Last night, the University of Kentucky’s Institute for Rural Journalism and Community Issues gave the inaugural Al Smith award, appropriately enough, to Al Smith. http://uknow.uky.edu/content/rural-journalism-institute-founder-given-fi...

As one of the founders of the institute, the Kentucky hall-of-fame journalist has spent some six decades chronicling the lives of the Commonwealth’s powerful and elite as well as the the daily happenings of life in rural Kentucky — from Russellville to London.

Al Smith blazed his own trail, virtually defining what it means to be an engaged journalist – the notion that journalists are more than simply the chroniclers of stories and narratives, but that they use those narratives to fundamentally shape and influence change in a community and state.

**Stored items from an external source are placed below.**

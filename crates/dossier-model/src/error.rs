//! Error types for model construction and entity manipulation.
//!
//! [`ModelError`] is raised while building a [`crate::Model`] and is fatal:
//! a half-built schema graph cannot serve entities. [`DataError`] is raised
//! per call on entities; callers decide whether to skip the record (`.ok()`)
//! or abort.

use thiserror::Error;

#[derive(Debug, Error)]
pub enum ModelError {
    #[error("property name `{property}` on schema `{schema}` is reserved")]
    ReservedProperty { schema: String, property: String },

    #[error("schema `{schema}` extends unknown schema `{parent}`")]
    MissingParent { schema: String, parent: String },

    #[error("property `{property}` has unknown range `{range}`")]
    MissingRange { property: String, range: String },

    #[error("property `{property}` declares a reverse but has no range")]
    MissingReverseRange { property: String },

    #[error("property `{property}` declares a reverse without a name")]
    UnnamedReverse { property: String },

    #[error("reverse `{reverse}` of `{property}` collides with a non-entity property")]
    ReverseConflict { property: String, reverse: String },

    #[error("property `{property}` has unknown type `{type_name}`")]
    UnknownType { property: String, type_name: String },

    #[error("schema inheritance cycle through `{schema}`")]
    Cycle { schema: String },

    #[error("schema definitions do not parse: {0}")]
    Parse(#[from] serde_yaml::Error),
}

#[derive(Debug, Clone, PartialEq, Eq, Error)]
pub enum DataError {
    #[error("unknown schema `{0}`")]
    UnknownSchema(String),

    #[error("unknown property `{property}` on schema `{schema}`")]
    UnknownProperty { schema: String, property: String },

    #[error("stub property `{0}` cannot be written directly")]
    StubProperty(String),

    #[error("`{property}` cannot reference the entity itself ({id})")]
    SelfReference { property: String, id: String },

    #[error("no common schema: {left} and {right}")]
    NoCommonSchema { left: String, right: String },

    #[error("invalid value for `{property}`: {value:?}")]
    InvalidValue { property: String, value: String },

    #[error("required property `{property}` missing on `{schema}`")]
    MissingRequired { schema: String, property: String },

    #[error("entity has no id")]
    MissingId,
}
//! International bank account numbers, validated with `iban_validate`.

use iban::{Iban, IbanLike};

use crate::{CleanContext, PropertyType};

pub static IBAN: IbanType = IbanType;

#[derive(Debug, Clone, Copy)]
pub struct IbanType;

impl PropertyType for IbanType {
    fn name(&self) -> &'static str {
        "iban"
    }

    fn label(&self) -> &'static str {
        "IBAN"
    }

    fn plural(&self) -> &'static str {
        "IBANs"
    }

    fn group(&self) -> Option<&'static str> {
        Some("ibans")
    }

    fn matchable(&self) -> bool {
        true
    }

    fn pivot(&self) -> bool {
        true
    }

    fn max_length(&self) -> usize {
        64
    }

    fn clean_text(&self, text: &str, _ctx: &CleanContext<'_>) -> Option<String> {
        let compact: String = text
            .chars()
            .filter(|c| !c.is_whitespace() && *c != '-')
            .flat_map(char::to_uppercase)
            .collect();
        let iban: Iban = compact.parse().ok()?;
        Some(iban.electronic_str().to_string())
    }

    fn country_hint(&self, value: &str) -> Option<String> {
        value.get(..2).map(str::to_lowercase)
    }

    fn specificity(&self, _value: &str) -> f64 {
        1.0
    }

    fn caption(&self, value: &str) -> String {
        value
            .parse::<Iban>()
            .map(|iban| iban.to_string())
            .unwrap_or_else(|_| value.to_string())
    }
}

#[cfg(test)]
mod tests {
    use super::*;

    #[test]
    fn clean_compacts_and_validates() {
        let ctx = CleanContext::default();
        assert_eq!(
            IBAN.clean("de44 5001 0517 5407 3249 31", &ctx).as_deref(),
            Some("DE44500105175407324931")
        );
        assert_eq!(IBAN.clean("DE44 5001 0517 5407 3249 32", &ctx), None);
    }

    #[test]
    fn country_hint_from_prefix() {
        assert_eq!(IBAN.country_hint("DE44500105175407324931").as_deref(), Some("de"));
    }
}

I’ll leave it to others to discuss the ethical considerations associated with more engaged community journalists.

However, what I think is undeniable, is how important journalism is — in whatever form it takes — to promoting substantive civic dialogue and democracy.

We live in a word where billions of bits of information and content can be, and are, transmitted instantaneously across the globe. We are all publishers, now, in an important sense. And while that has great democratizing potential, what often is lost in the rush of arguments and yelling are forces that create content to help explain, provide clarity and mediate conflicts … with the goal serving the bests interests of a community.

In spite of the real and very concerning economic challenges facing entities like The Herald-Leader and The Courier-Journal, and thousands of traditional mainstream media outlets like them, we need — now more than ever — the creation of thoughtful content, designed to provoke conversation and, yes, solutions.

That’s what good journalism, engaged journalism still means today. And it’s why Al Cross and Al Smith are doing such profoundly important at the institute. http://www.ruraljournalism.org/ Rural journalism, like that practiced by Al Smith for so long, literally is the connective tissue that binds a community together.

We may be able to communicate and talk to one another faster — and with more information — than ever before. But that doesn’t always mean we really hear each other.

The work that Cross and Smith are doing helps ensure that we do.